Millions of Americans are skimping on medical visits, prescription drugs and diagnostic tests, even if they have health insurance coverage, because they can't afford to pay even part of the cost.
Hard times are expanding a trend that affected many even before real estate and stocks declined - some experts calculate that 1 in 7 families are one major illness away from medical bankruptcy.
A poll by the Kaiser Family Foundation released this week found 47 percent of adults surveyed said someone in their family had skipped pills, or postponed or cut back on needed medical care in the past year because of cost concerns.
Nearly a third reported their family has had problems paying medical bills in the past year, up from about 25 percent two years ago.
Another study, released last month by the Center for Studying Health System Change, found that just under 20 percent of Americans lived in families that had problems paying their medical bills in 2007.

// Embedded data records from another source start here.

//! Derived views: report status, the printable report, internship
//! progress and coordinator statistics. Everything here is pure and works
//! on already loaded records.

pub mod printout;
pub mod progress;
pub mod stats;
pub mod status;

pub use printout::{printout, Printout, PrintoutEntry};
pub use progress::{progress, Progress, ProgressStatus};
pub use stats::{batch_from_nim, compute as compute_statistics, semester_from_nim, Statistics};
pub use status::{is_editable, merged_status, report_rows, MergedStatus, ReportRow};
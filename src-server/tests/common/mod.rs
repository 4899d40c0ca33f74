//! Shared helpers for API tests: an in-memory store, fixed tokens and a
//! one-shot request driver.

#![allow(dead_code)]

use std::sync::Arc;

use axum::{
    body::Body,
    http::{header, Method, Request, StatusCode},
    Router,
};
use http_body_util::BodyExt;
use serde_json::{json, Value};
use tower::ServiceExt;

use reportify::{auth::StaticIdentityProvider, Config, Database, Identity};
use reportify_server::{build_router, state::AppState};

pub const STUDENT_A: &str = "token-student-a";
pub const STUDENT_B: &str = "token-student-b";
pub const ADVISOR: &str = "token-dosen";
pub const SUPERVISOR: &str = "token-instansi";
pub const COORDINATOR: &str = "token-koordinator";
pub const NO_ROLE: &str = "token-no-role";
pub const OTHER_SUPERVISOR: &str = "token-instansi-lain";
/// A student who also holds an advisor role.
pub const STUDENT_ADVISOR: &str = "token-student-dosen";

pub struct TestApp {
    pub router: Router,
    pub db: Database,
}

impl TestApp {
    pub fn new() -> Self {
        Self::with_config(Config::default())
    }

    pub fn with_config(config: Config) -> Self {
        let db = Database::open_in_memory().expect("Failed to open test database");
        let provider = StaticIdentityProvider::new()
            .with_token(STUDENT_A, Identity::new("a@x.com", "Ani", &["mahasiswa"]))
            .with_token(STUDENT_B, Identity::new("b@x.com", "Budi", &["mahasiswa"]))
            .with_token(
                ADVISOR,
                Identity::new("rina@kampus.ac.id", "Bu Rina", &["dosen-pembimbing"]),
            )
            .with_token(
                SUPERVISOR,
                Identity::new("joko@maju.co.id", "Pak Joko", &["pembimbing-instansi"]),
            )
            .with_token(
                COORDINATOR,
                Identity::new("koor@kampus.ac.id", "Pak Koor", &["koordinator"]),
            )
            .with_token(
                OTHER_SUPERVISOR,
                Identity::new("eve@lain.co.id", "Eve", &["pembimbing-instansi"]),
            )
            .with_token(
                STUDENT_ADVISOR,
                Identity::new("c@x.com", "Citra", &["mahasiswa", "dosen-pembimbing"]),
            )
            .with_token(NO_ROLE, Identity::new("x@x.com", "X", &["offline_access"]));

        let state = AppState::new(db.clone(), Arc::new(provider), config);
        Self {
            router: build_router(state),
            db,
        }
    }

    pub async fn send(
        &self,
        method: Method,
        uri: &str,
        token: Option<&str>,
        body: Option<Value>,
    ) -> (StatusCode, Value) {
        let body = body.map(|b| b.to_string()).unwrap_or_default();
        self.send_raw(method, uri, token, body).await
    }

    pub async fn send_raw(
        &self,
        method: Method,
        uri: &str,
        token: Option<&str>,
        body: String,
    ) -> (StatusCode, Value) {
        let mut builder = Request::builder().method(method).uri(uri);
        if let Some(token) = token {
            builder = builder.header(header::AUTHORIZATION, format!("Bearer {token}"));
        }
        if !body.is_empty() {
            builder = builder.header(header::CONTENT_TYPE, "application/json");
        }
        let request = builder.body(Body::from(body)).unwrap();

        let response = self.router.clone().oneshot(request).await.unwrap();
        let status = response.status();
        let bytes = response.into_body().collect().await.unwrap().to_bytes();
        let value = if bytes.is_empty() {
            Value::Null
        } else {
            serde_json::from_slice(&bytes).unwrap_or_else(|_| {
                Value::String(String::from_utf8_lossy(&bytes).into_owned())
            })
        };
        (status, value)
    }

    pub async fn get(&self, uri: &str, token: &str) -> (StatusCode, Value) {
        self.send(Method::GET, uri, Some(token), None).await
    }

    pub async fn post(&self, uri: &str, token: &str, body: Value) -> (StatusCode, Value) {
        self.send(Method::POST, uri, Some(token), Some(body)).await
    }

    pub async fn put(&self, uri: &str, token: &str, body: Value) -> (StatusCode, Value) {
        self.send(Method::PUT, uri, Some(token), Some(body)).await
    }

    /// Creates the profile of b@x.com (Budi) as that student.
    pub async fn seed_student_b(&self) -> Value {
        let (status, body) = self.post("/api/mahasiswa", STUDENT_B, student_body("b@x.com")).await;
        assert_eq!(status, StatusCode::CREATED, "{body}");
        body
    }

    /// Submits a one-item report for b@x.com and returns its `_id`.
    pub async fn seed_report(&self, tanggal: &str) -> String {
        let (status, body) = self
            .post(
                "/api/daily-report",
                STUDENT_B,
                json!({
                    "email": "b@x.com",
                    "tanggal": tanggal,
                    "agenda": [agenda_item("Rapat")],
                }),
            )
            .await;
        assert_eq!(status, StatusCode::CREATED, "{body}");
        body["data"]["_id"].as_str().unwrap().to_string()
    }
}

pub fn student_body(email: &str) -> Value {
    json!({
        "email": email,
        "nim": "12210111",
        "nama": "Budi",
        "judulKP": "Sistem Pelaporan",
        "instansi": "PT Maju Jaya",
        "pembimbingInstansi": "Pak Joko",
        "dosenPembimbing": "Bu Rina",
        "mulaiKP": "2024-01-01",
        "selesaiKP": "2024-03-01",
    })
}

pub fn agenda_item(title: &str) -> Value {
    json!({
        "waktuMulai": "08:00",
        "waktuSelesai": "12:00",
        "judulAgenda": title,
        "deskripsiAgenda": format!("Mengerjakan {title}"),
    })
}
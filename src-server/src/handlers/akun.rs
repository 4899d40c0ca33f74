//! Login account handlers.

use axum::{
    extract::{Query, State},
    response::{IntoResponse, Response},
    Json,
};
use reportify::{db::account_repo, validate, Operation};
use serde::Deserialize;

use super::{filled, upserted};
use crate::{auth::Caller, body::JsonBody, error::ApiError, state::AppState};

#[derive(Debug, Deserialize)]
pub struct AkunQuery {
    role: Option<String>,
}

/// Create the caller's account, or return it unchanged if it exists.
///
/// Roles are taken from the verified token, never from the body.
pub async fn create(
    State(state): State<AppState>,
    Caller(caller): Caller,
    JsonBody(body): JsonBody,
) -> Result<Response, ApiError> {
    caller.authorize(Operation::AccountCreate)?;
    validate::require(&body, &["email"])?;
    let email = validate::text(&body, "email")?;
    caller.ensure_self(&email)?;

    if let Some(existing) = state
        .query(move |db| account_repo::find_by_email(db, &email))
        .await?
    {
        return Ok(Json(existing).into_response());
    }

    let mut new = validate::new_account(&body)?;
    new.roles = caller.raw_roles.clone();
    let result = state
        .query(move |db| account_repo::create_or_fetch(db, &new))
        .await?;
    Ok(upserted(result))
}

/// List accounts holding `?role=`.
pub async fn list(
    State(state): State<AppState>,
    Caller(caller): Caller,
    Query(query): Query<AkunQuery>,
) -> Result<Response, ApiError> {
    caller.authorize(Operation::AccountList)?;
    let Some(role) = filled(&query.role).map(str::to_string) else {
        return Err(ApiError::bad_request("Invalid query parameter."));
    };

    let lookup = role.clone();
    let accounts = state
        .query(move |db| account_repo::find_by_role(db, &lookup))
        .await?;
    if accounts.is_empty() {
        return Err(ApiError::not_found(format!("No Akun found with role: {role}")));
    }
    Ok(Json(accounts).into_response())
}
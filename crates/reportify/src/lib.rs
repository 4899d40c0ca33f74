pub mod auth;
pub mod config;
pub mod db;
pub mod error;
pub mod model;
pub mod secrets;
pub mod tracking;
pub mod validate;

pub use auth::{AuthError, Identity, IdentityProvider, Operation, Role};
pub use config::{load_config, resolve_config, Config};
pub use db::{Database, DatabaseError, Upserted};
pub use error::{ConfigError, ReportifyError, Result, ValidationError};
pub use secrets::{SecretError, SecretSource};
//! Shared test utilities for reportify integration tests.
//!
//! - `TestHarness`: a file-backed database in a temp directory
//! - Builders for student profiles, reports and evaluations

pub mod builders;
pub mod harness;

pub use builders::*;
pub use harness::TestHarness;
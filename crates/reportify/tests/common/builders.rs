//! Builders for test records.

#![allow(dead_code)]

use reportify::model::{
    parse_date, AgendaItem, NewDailyReport, NewEvaluation, NewGuidanceSession, StudentFields,
};

/// Builder for `StudentFields`.
pub struct StudentBuilder {
    fields: StudentFields,
}

impl StudentBuilder {
    pub fn new(email: &str) -> Self {
        Self {
            fields: StudentFields {
                email: email.to_string(),
                nim: "12210111".to_string(),
                nama: "Budi Santoso".to_string(),
                judul_kp: "Sistem Pelaporan Magang".to_string(),
                instansi: "PT Maju Jaya".to_string(),
                pembimbing_instansi: "Pak Joko".to_string(),
                dosen_pembimbing: "Bu Rina".to_string(),
                mulai_kp: parse_date("2024-01-01").unwrap(),
                selesai_kp: Some(parse_date("2024-03-01").unwrap()),
            },
        }
    }

    pub fn nim(mut self, nim: &str) -> Self {
        self.fields.nim = nim.to_string();
        self
    }

    pub fn supervisor(mut self, name: &str) -> Self {
        self.fields.pembimbing_instansi = name.to_string();
        self
    }

    pub fn advisor(mut self, name: &str) -> Self {
        self.fields.dosen_pembimbing = name.to_string();
        self
    }

    pub fn period(mut self, start: &str, end: Option<&str>) -> Self {
        self.fields.mulai_kp = parse_date(start).unwrap();
        self.fields.selesai_kp = end.map(|e| parse_date(e).unwrap());
        self
    }

    pub fn build(self) -> StudentFields {
        self.fields
    }
}

pub fn agenda_item(title: &str) -> AgendaItem {
    AgendaItem {
        waktu_mulai: "08:00".to_string(),
        waktu_selesai: "12:00".to_string(),
        judul_agenda: title.to_string(),
        deskripsi_agenda: format!("Mengerjakan {title}"),
        files: vec![],
    }
}

pub fn daily_report(date: &str, titles: &[&str]) -> NewDailyReport {
    NewDailyReport {
        tanggal: parse_date(date).unwrap(),
        agenda: titles.iter().map(|t| agenda_item(t)).collect(),
    }
}

pub fn guidance(status: &str) -> NewGuidanceSession {
    NewGuidanceSession {
        nip: "19790101".to_string(),
        tanggal: parse_date("2024-01-20").unwrap(),
        komentar: "Perbaiki bab 1".to_string(),
        status: status.to_string(),
    }
}

pub fn evaluation(report_id: &str, status: &str) -> NewEvaluation {
    NewEvaluation {
        daily_report_id: report_id.to_string(),
        nip: "19800101".to_string(),
        komentar: "Sudah sesuai".to_string(),
        status: status.to_string(),
    }
}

In another study published this week, researchers at the University of Michigan combed through 127 medical papers done in the past decade on emergency department case loads to conclude that, contrary to popular and official belief, uninsured people don't make up a disproportionate share of people in the ER hallways - and they're not to blame for overcrowding and long waits.
If anything, said researchers, it's people who have insurance who are more likely to contribute to ER overcrowding and to go there for minor complaints or in lieu of a visit to a doctor's office.